À quel niveau ?Tu as vu que les joueurs ont fait un tour d’honneur en hélicoptère ? (Il rit comme s’il n’en revenait toujours pas.) C’est incroyable. Pas mal de gens n’ont pas pu voir les joueurs. Mais ce serait un problème politique. Les joueurs n’ont pas voulu aller voir le président, car ils ne voulaient pas mêler le foot à la politique. À cause de ça, on dit qu’il n’y a pas eu de présence des forces de police comme il aurait dû y en avoir pour un tel événement.
La fête est-elle toujours aussi intense aujourd’hui ?Jusqu’à mercredi, oui. Mais aujourd’hui (l’interview a été réalisée jeudi, NDLR), c’est mieux. Le problème ici est qu’il y a beaucoup de problèmes économiques, de corruption. Et, ça y est, depuis hier, sur les journaux télévisés, ça commence de nouveau à taper sur les problèmes du pays. L’inflation est à 6-7% mensuelle. C’est le retour à la réalité. Et la réalité en Argentine est très, très mauvaise.
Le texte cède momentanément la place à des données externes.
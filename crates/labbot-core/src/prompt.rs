use std::{
    collections::HashMap,
    path::{Path, PathBuf},
    sync::RwLock,
};

use crate::{errors::Error, Result};

/// Loads prompt templates from `{dir}/{name}.md`, caching them after the first read.
#[derive(Debug)]
pub struct PromptStore {
    dir: PathBuf,
    cache: RwLock<HashMap<String, String>>,
}

impl PromptStore {
    pub fn new(dir: impl Into<PathBuf>) -> Self {
        Self {
            dir: dir.into(),
            cache: RwLock::new(HashMap::new()),
        }
    }

    pub fn dir(&self) -> &Path {
        &self.dir
    }

    pub fn get(&self, name: &str) -> Result<String> {
        if name.is_empty() || name.contains(['/', '\\']) || name.contains("..") {
            return Err(Error::InvalidInput(format!("invalid prompt name: {name}")));
        }

        if let Ok(cache) = self.cache.read() {
            if let Some(hit) = cache.get(name) {
                return Ok(hit.clone());
            }
        }

        let path = self.dir.join(format!("{name}.md"));
        let text = std::fs::read_to_string(&path).map_err(|e| match e.kind() {
            std::io::ErrorKind::NotFound => {
                Error::NotFound(format!("prompt {}", path.display()))
            }
            _ => Error::Io(e),
        })?;

        if let Ok(mut cache) = self.cache.write() {
            cache.insert(name.to_string(), text.clone());
        }
        Ok(text)
    }

    /// Loads a prompt and substitutes `{key}` placeholders.
    pub fn render(&self, name: &str, vars: &[(&str, &str)]) -> Result<String> {
        let mut text = self.get(name)?;
        for (key, value) in vars {
            text = text.replace(&format!("{{{key}}}"), value);
        }
        Ok(text)
    }
}
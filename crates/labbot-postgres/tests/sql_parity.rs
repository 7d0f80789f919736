//! Runs every analytic through Postgres and through the in-process rules on
//! the same readings. Skipped unless `DATABASE_URL` is set.

use std::sync::Arc;

use async_trait::async_trait;
use chrono::{Duration, NaiveDate, NaiveDateTime};
use labbot_core::{
    analytics::{sample::SampleAnalytics, sample::SampleSource, types::*, AnalyticsBackend},
    Result,
};
use labbot_postgres::SqlAnalytics;
use sqlx::{postgres::PgPoolOptions, PgPool};

const EPS: f64 = 1e-9;

fn base() -> NaiveDateTime {
    NaiveDate::from_ymd_opt(2025, 9, 15)
        .unwrap()
        .and_hms_opt(22, 0, 0)
        .unwrap()
}

/// Five-minute readings across midnight with a 25 minute hole, a missing
/// phase, a zero-power row, a demand spike, an imbalance spike and one
/// voltage event of each kind.
fn fixture() -> Vec<Sample> {
    let mut rows = Vec::new();
    for i in 0..60u32 {
        if (20..24).contains(&i) {
            continue;
        }
        let ts = base() + Duration::minutes(5 * i64::from(i));
        for phase in Phase::ALL {
            let k = phase.index() as f64;
            if phase == Phase::Fase3 && i == 7 {
                continue;
            }
            let mut power = 2.0 + k * 0.5 + f64::from((i * 37) % 101) * 0.01;
            if (30..=32).contains(&i) {
                power += 8.0 + f64::from(i - 30) * 0.3 + k * 0.1;
            }
            let mut reactive = 0.6 + f64::from(i % 5) * 0.07 + k * 0.02;
            if phase == Phase::Fase2 && i == 11 {
                power = 0.0;
                reactive = 0.0;
            }
            let mut current = power * 4.5 + k * 0.3;
            if phase == Phase::Fase1 && i == 40 {
                current += 120.0;
            }
            let voltage = match (phase, i) {
                (Phase::Fase1, 15) => 180.0,
                (Phase::Fase2, 16) => 240.0,
                (Phase::Fase3, 17) => 0.0,
                _ => 219.0 + f64::from(i % 4) + k,
            };
            rows.push(Sample {
                timestamp: ts,
                phase,
                power_kw: power,
                reactive_kvar: reactive,
                current_a: current,
                voltage_v: voltage,
            });
        }
    }
    rows
}

struct InMemory(Vec<Sample>);

#[async_trait]
impl SampleSource for InMemory {
    async fn samples(&self, range: &TimeRange) -> Result<Vec<Sample>> {
        Ok(self
            .0
            .iter()
            .filter(|s| s.timestamp >= range.start && s.timestamp < range.end)
            .cloned()
            .collect())
    }
}

async fn setup_pool(url: &str, schema: &str, rows: &[Sample]) -> PgPool {
    let admin = PgPoolOptions::new()
        .max_connections(1)
        .connect(url)
        .await
        .unwrap();
    sqlx::query(&format!("CREATE SCHEMA IF NOT EXISTS {schema}"))
        .execute(&admin)
        .await
        .unwrap();
    admin.close().await;

    let schema_name = schema.to_string();
    let pool = PgPoolOptions::new()
        .max_connections(2)
        .after_connect(move |conn, _meta| {
            let schema = schema_name.clone();
            Box::pin(async move {
                sqlx::query(&format!("SET search_path TO {schema}"))
                    .execute(conn)
                    .await?;
                Ok(())
            })
        })
        .connect(url)
        .await
        .unwrap();

    sqlx::query(
        r#"
        CREATE TABLE medicoes (
            "timestamp" timestamp NOT NULL,
            sensor text NOT NULL,
            power double precision NOT NULL,
            "reactivePower" double precision NOT NULL,
            "current" double precision NOT NULL,
            voltage double precision NOT NULL
        )
        "#,
    )
    .execute(&pool)
    .await
    .unwrap();

    for s in rows {
        sqlx::query(
            r#"INSERT INTO medicoes ("timestamp", sensor, power, "reactivePower", "current", voltage)
               VALUES ($1, $2, $3, $4, $5, $6)"#,
        )
        .bind(s.timestamp)
        .bind(s.phase.as_str())
        .bind(s.power_kw)
        .bind(s.reactive_kvar)
        .bind(s.current_a)
        .bind(s.voltage_v)
        .execute(&pool)
        .await
        .unwrap();
    }
    pool
}

fn close(what: &str, sql: f64, rules: f64) {
    assert!(
        (sql - rules).abs() < EPS,
        "{what}: sql {sql} vs in-process {rules}"
    );
}

fn assert_consumption(sql: &Consumption, rules: &Consumption) {
    assert_eq!(sql.phases.len(), rules.phases.len());
    for (a, b) in sql.phases.iter().zip(&rules.phases) {
        assert_eq!(a.phase, b.phase);
        close("phase kwh", a.kwh, b.kwh);
    }
    close("total kwh", sql.total_kwh, rules.total_kwh);
}

fn assert_daily(sql: &DailyConsumption, rules: &DailyConsumption) {
    assert_eq!(sql.days.len(), 2);
    assert_eq!(sql.days.len(), rules.days.len());
    for (a, b) in sql.days.iter().zip(&rules.days) {
        assert_eq!(a.date, b.date);
        close("daily kwh", a.kwh, b.kwh);
    }
    close("daily total", sql.total_kwh, rules.total_kwh);
}

fn assert_demand(sql: &DemandPeaks, rules: &DemandPeaks) {
    assert_eq!(sql.window_minutes, rules.window_minutes);
    assert_eq!(sql.phases.len(), 3);
    for (a, b) in sql.phases.iter().zip(&rules.phases) {
        assert_eq!(a.phase, b.phase);
        close("peak demand", a.peak_demand_kw, b.peak_demand_kw);
        assert_eq!(a.peak_window_end, b.peak_window_end);
        close("max instant", a.max_instant_kw, b.max_instant_kw);
        assert_eq!(a.max_instant_at, b.max_instant_at);
    }
}

fn assert_power_factor(sql: &PowerFactorReport, rules: &PowerFactorReport) {
    assert_eq!(sql.phases.len(), rules.phases.len());
    for (a, b) in sql.phases.iter().zip(&rules.phases) {
        assert_eq!(a.phase, b.phase);
        close("mean pf", a.mean, b.mean);
        close("min pf", a.min, b.min);
        close("aggregate pf", a.aggregate, b.aggregate);
        assert_eq!(a.samples, b.samples);
        assert_eq!(a.below_reference, b.below_reference);
    }
}

fn assert_load_profile(sql: &LoadProfile, rules: &LoadProfile) {
    assert_eq!(sql.hours.len(), rules.hours.len());
    for (a, b) in sql.hours.iter().zip(&rules.hours) {
        assert_eq!(a.hour, b.hour);
        close("hourly load", a.mean_kw, b.mean_kw);
    }
}

fn assert_imbalance(sql: &PhaseImbalance, rules: &PhaseImbalance) {
    assert_eq!(sql.samples, rules.samples);
    close("mean imbalance", sql.mean_pct, rules.mean_pct);
    close("max imbalance", sql.max_pct, rules.max_pct);
    assert_eq!(sql.max_at, rules.max_at);
    assert_eq!(sql.above_threshold, rules.above_threshold);
    assert_eq!(sql.phase_currents.len(), rules.phase_currents.len());
    for (a, b) in sql.phase_currents.iter().zip(&rules.phase_currents) {
        assert_eq!(a.phase, b.phase);
        close("mean current", a.mean_a, b.mean_a);
    }
}

fn assert_voltage(sql: &VoltageAnomalies, rules: &VoltageAnomalies) {
    assert_eq!(sql.phases, rules.phases);
    assert_eq!(sql.worst.len(), 3);
    assert_eq!(sql.worst.len(), rules.worst.len());
    for (a, b) in sql.worst.iter().zip(&rules.worst) {
        assert_eq!((a.timestamp, a.phase, a.kind), (b.timestamp, b.phase, b.kind));
        close("event voltage", a.voltage_v, b.voltage_v);
        close("event deviation", a.deviation_pct, b.deviation_pct);
    }
}

fn assert_outliers(sql: &PowerOutliers, rules: &PowerOutliers) {
    assert_eq!(sql.phases.len(), rules.phases.len());
    for (a, b) in sql.phases.iter().zip(&rules.phases) {
        assert_eq!(a.phase, b.phase);
        assert_eq!(a.samples, b.samples);
        close("min", a.min, b.min);
        close("q1", a.q1, b.q1);
        close("median", a.median, b.median);
        close("q3", a.q3, b.q3);
        close("max", a.max, b.max);
        assert_eq!(a.outliers, b.outliers);
    }
}

#[tokio::test]
async fn sql_backend_matches_in_process_rules() {
    let Ok(url) = std::env::var("DATABASE_URL") else {
        return;
    };

    let rows = fixture();
    let schema = format!("labbot_parity_{}", std::process::id());
    let pool = setup_pool(&url, &schema, &rows).await;

    let sql = SqlAnalytics::new(pool.clone());
    let rules = SampleAnalytics::new(Arc::new(InMemory(rows)));
    let params = AnalyticsParams::default();

    // Whole fixture, then a slice whose end falls inside the demand spike.
    let ranges = [
        TimeRange::new(base(), base() + Duration::hours(6)),
        TimeRange::new(
            base() + Duration::minutes(50),
            base() + Duration::minutes(5 * 32),
        ),
    ];

    for range in &ranges {
        assert_consumption(
            &sql.consumption(range, &params).await.unwrap(),
            &rules.consumption(range, &params).await.unwrap(),
        );
        assert_demand(
            &sql.demand_peaks(range, &params).await.unwrap(),
            &rules.demand_peaks(range, &params).await.unwrap(),
        );
        assert_power_factor(
            &sql.power_factor(range, &params).await.unwrap(),
            &rules.power_factor(range, &params).await.unwrap(),
        );
        assert_load_profile(
            &sql.load_profile(range, &params).await.unwrap(),
            &rules.load_profile(range, &params).await.unwrap(),
        );
        assert_imbalance(
            &sql.phase_imbalance(range, &params).await.unwrap(),
            &rules.phase_imbalance(range, &params).await.unwrap(),
        );
        assert_outliers(
            &sql.power_outliers(range, &params).await.unwrap(),
            &rules.power_outliers(range, &params).await.unwrap(),
        );
    }

    let whole = &ranges[0];
    assert_daily(
        &sql.daily_consumption(whole, &params).await.unwrap(),
        &rules.daily_consumption(whole, &params).await.unwrap(),
    );
    assert_voltage(
        &sql.voltage_anomalies(whole, &params).await.unwrap(),
        &rules.voltage_anomalies(whole, &params).await.unwrap(),
    );

    let imbalance = rules.phase_imbalance(whole, &params).await.unwrap();
    assert_eq!(imbalance.max_at, Some(base() + Duration::minutes(200)));

    pool.close().await;
    let admin = PgPoolOptions::new()
        .max_connections(1)
        .connect(&url)
        .await
        .unwrap();
    let _ = sqlx::query(&format!("DROP SCHEMA IF EXISTS {schema} CASCADE"))
        .execute(&admin)
        .await;
}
Raconte-nous ton quotidien.C’est très dur. Je vais te résumer : pour prendre un billet d’avion pour l’Europe, tu as besoin, au minimum, de sept salaires ! Sept salaires ! Il y a trois ans, ça ne coûtait qu’un salaire. On ne peut pas partir à l’étranger. On est coincés. On dirait qu’on est comme un pays d’Afrique, un pays pauvre. La situation de l’Argentine est lamentable.
On ose imaginer que ton activité dans l’immobilier est affectée. À quel point ?Les gens n’ont pas d’argent. Des chantiers sur des immeubles sont complètement arrêtés. Si tu prends un crédit dans une banque, les taux d’intérêts sont de 110% ! Ce n’est pas possible !
Vois-tu des bonnes perspectives, malgré tout ça ?Oh non… Au contraire. Je ne sais pas où on va finir. Beaucoup de journalistes disaient : « Si on sortait dans la rue pour manifester contre l’inflation et autres comme on est sortis en attendant les joueurs, ce serait peut-être un autre pays… » Il n’y a que le football qui peut provoquer ça.